**Task brief:** If a line in the records below contains "capacity", copy that line.

**Listed records:**
-- Opening Marker --

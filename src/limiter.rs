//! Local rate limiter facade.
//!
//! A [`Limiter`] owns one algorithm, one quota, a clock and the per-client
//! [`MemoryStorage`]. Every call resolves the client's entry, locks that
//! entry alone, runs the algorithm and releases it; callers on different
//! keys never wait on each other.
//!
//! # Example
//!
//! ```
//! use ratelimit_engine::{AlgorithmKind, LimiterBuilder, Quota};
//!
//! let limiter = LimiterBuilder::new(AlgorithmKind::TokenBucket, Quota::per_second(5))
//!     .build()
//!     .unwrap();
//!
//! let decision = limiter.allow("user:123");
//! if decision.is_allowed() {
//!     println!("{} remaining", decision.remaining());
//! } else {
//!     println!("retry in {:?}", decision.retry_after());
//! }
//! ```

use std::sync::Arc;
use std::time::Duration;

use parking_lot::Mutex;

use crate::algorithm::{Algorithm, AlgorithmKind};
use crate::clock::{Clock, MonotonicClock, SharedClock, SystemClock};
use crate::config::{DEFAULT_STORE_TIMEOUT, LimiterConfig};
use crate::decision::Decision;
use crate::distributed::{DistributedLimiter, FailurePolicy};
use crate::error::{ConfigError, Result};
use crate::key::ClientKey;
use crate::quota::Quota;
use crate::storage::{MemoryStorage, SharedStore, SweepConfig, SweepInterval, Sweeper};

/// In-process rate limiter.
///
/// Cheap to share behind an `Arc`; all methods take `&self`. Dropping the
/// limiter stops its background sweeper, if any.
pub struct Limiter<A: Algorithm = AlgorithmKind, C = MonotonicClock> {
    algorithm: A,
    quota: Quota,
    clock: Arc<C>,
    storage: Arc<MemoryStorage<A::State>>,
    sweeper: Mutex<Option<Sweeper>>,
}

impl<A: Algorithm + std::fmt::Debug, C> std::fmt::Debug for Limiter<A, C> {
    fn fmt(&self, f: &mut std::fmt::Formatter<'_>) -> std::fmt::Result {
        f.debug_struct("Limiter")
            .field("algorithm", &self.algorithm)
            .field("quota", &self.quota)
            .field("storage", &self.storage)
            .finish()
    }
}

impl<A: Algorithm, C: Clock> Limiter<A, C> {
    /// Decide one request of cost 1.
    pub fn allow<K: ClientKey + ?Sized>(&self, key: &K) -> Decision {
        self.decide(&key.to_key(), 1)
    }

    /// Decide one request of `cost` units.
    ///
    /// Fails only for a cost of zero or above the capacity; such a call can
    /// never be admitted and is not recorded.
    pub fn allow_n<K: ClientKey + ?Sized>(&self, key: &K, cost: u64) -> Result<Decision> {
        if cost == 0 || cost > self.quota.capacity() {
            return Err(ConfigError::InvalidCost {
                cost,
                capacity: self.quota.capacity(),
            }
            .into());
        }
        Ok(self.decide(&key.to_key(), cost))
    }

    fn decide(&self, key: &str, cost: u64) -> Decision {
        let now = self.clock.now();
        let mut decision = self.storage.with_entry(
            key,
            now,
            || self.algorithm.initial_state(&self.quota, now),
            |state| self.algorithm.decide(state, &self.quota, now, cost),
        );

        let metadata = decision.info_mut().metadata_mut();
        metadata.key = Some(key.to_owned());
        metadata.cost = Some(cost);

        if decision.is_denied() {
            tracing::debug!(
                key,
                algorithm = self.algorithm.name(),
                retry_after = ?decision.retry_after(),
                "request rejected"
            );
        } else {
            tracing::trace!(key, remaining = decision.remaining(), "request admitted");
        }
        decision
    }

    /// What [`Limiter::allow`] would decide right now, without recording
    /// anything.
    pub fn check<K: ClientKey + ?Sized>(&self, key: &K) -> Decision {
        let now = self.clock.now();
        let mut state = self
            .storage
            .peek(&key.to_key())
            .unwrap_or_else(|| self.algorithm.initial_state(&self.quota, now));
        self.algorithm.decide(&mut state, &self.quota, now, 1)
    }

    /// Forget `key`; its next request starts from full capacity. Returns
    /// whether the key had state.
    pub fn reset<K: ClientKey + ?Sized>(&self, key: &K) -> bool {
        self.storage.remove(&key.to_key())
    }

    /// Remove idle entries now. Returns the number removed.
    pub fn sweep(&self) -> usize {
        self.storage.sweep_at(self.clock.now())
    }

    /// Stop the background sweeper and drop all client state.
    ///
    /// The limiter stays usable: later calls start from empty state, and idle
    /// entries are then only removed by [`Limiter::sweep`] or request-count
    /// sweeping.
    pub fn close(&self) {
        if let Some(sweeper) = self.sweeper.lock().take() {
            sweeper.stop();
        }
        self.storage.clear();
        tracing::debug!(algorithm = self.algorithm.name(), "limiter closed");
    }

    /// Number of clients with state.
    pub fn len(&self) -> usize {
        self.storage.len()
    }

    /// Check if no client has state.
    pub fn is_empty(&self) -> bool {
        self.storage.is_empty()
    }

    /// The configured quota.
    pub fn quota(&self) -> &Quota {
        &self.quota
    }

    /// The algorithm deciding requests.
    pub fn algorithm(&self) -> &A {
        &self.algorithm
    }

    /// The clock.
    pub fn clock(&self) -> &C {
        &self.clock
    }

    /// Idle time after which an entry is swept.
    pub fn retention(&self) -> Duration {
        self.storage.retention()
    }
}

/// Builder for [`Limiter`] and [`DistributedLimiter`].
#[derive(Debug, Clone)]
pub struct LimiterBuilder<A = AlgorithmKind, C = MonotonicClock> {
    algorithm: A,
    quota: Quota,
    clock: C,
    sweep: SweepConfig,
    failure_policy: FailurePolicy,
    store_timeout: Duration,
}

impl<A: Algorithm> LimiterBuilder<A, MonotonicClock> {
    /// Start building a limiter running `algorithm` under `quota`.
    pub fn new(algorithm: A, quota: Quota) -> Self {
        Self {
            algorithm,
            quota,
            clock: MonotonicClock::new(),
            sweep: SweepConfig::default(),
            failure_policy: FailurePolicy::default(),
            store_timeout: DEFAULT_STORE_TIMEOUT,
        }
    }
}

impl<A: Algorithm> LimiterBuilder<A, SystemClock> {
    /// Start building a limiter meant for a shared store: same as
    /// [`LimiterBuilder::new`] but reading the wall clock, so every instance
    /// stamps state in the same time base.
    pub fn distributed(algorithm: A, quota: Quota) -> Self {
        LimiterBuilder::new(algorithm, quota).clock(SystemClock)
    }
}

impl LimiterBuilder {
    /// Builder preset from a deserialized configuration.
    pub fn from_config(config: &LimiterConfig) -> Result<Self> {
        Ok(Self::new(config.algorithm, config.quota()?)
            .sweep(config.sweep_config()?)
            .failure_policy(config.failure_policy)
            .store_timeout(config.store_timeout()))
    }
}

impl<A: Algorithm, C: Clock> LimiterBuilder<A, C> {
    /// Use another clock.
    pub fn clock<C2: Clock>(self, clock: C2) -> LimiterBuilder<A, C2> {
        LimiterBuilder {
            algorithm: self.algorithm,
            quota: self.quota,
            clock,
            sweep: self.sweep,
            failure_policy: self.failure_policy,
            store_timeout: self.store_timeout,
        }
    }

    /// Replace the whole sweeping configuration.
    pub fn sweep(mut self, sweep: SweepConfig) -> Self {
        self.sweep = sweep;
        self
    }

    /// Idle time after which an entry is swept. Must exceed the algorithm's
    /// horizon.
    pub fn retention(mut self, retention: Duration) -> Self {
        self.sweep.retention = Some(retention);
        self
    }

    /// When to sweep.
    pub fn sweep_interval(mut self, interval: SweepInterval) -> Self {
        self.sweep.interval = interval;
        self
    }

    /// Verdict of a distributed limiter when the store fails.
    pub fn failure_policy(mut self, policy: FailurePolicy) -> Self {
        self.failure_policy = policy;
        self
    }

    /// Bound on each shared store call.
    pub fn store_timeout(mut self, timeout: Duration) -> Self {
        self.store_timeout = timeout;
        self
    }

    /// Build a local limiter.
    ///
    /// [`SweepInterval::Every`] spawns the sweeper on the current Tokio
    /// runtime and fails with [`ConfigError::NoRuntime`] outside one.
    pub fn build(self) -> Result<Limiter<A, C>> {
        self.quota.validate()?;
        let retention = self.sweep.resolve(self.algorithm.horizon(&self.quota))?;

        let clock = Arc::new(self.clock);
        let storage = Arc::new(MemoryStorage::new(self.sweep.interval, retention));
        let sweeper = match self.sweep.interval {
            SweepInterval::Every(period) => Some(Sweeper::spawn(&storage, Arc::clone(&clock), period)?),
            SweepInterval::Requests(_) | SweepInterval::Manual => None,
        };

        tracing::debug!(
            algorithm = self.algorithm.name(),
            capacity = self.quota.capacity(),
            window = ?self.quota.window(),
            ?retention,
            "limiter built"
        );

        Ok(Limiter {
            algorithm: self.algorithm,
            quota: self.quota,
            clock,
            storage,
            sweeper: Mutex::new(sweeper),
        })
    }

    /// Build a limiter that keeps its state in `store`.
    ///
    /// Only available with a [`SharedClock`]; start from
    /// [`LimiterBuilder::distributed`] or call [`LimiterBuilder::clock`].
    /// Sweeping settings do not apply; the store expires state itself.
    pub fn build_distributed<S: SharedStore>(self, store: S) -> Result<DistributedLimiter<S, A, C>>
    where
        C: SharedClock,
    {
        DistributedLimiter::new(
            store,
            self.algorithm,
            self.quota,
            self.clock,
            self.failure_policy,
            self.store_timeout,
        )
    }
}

-- Closing Marker --
-- Opening Marker --

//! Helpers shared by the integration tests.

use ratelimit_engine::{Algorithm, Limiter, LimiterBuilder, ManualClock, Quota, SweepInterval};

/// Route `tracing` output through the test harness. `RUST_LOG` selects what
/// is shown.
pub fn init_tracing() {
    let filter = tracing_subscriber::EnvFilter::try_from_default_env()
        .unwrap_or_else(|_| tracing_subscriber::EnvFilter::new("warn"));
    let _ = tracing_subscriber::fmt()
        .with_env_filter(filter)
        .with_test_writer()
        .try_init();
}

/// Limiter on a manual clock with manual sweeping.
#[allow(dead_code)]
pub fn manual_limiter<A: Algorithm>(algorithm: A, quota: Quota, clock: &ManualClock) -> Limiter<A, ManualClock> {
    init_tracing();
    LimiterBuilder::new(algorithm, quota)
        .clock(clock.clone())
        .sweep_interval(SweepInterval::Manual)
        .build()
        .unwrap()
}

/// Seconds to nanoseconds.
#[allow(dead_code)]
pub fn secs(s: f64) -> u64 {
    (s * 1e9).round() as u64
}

-- Closing Marker --

**Solution to this exercise:**
    /// Fails only for a cost of zero or above the capacity; such a call can
        if cost == 0 || cost > self.quota.capacity() {
                capacity: self.quota.capacity(),
    /// Forget `key`; its next request starts from full capacity. Returns
            capacity = self.quota.capacity(),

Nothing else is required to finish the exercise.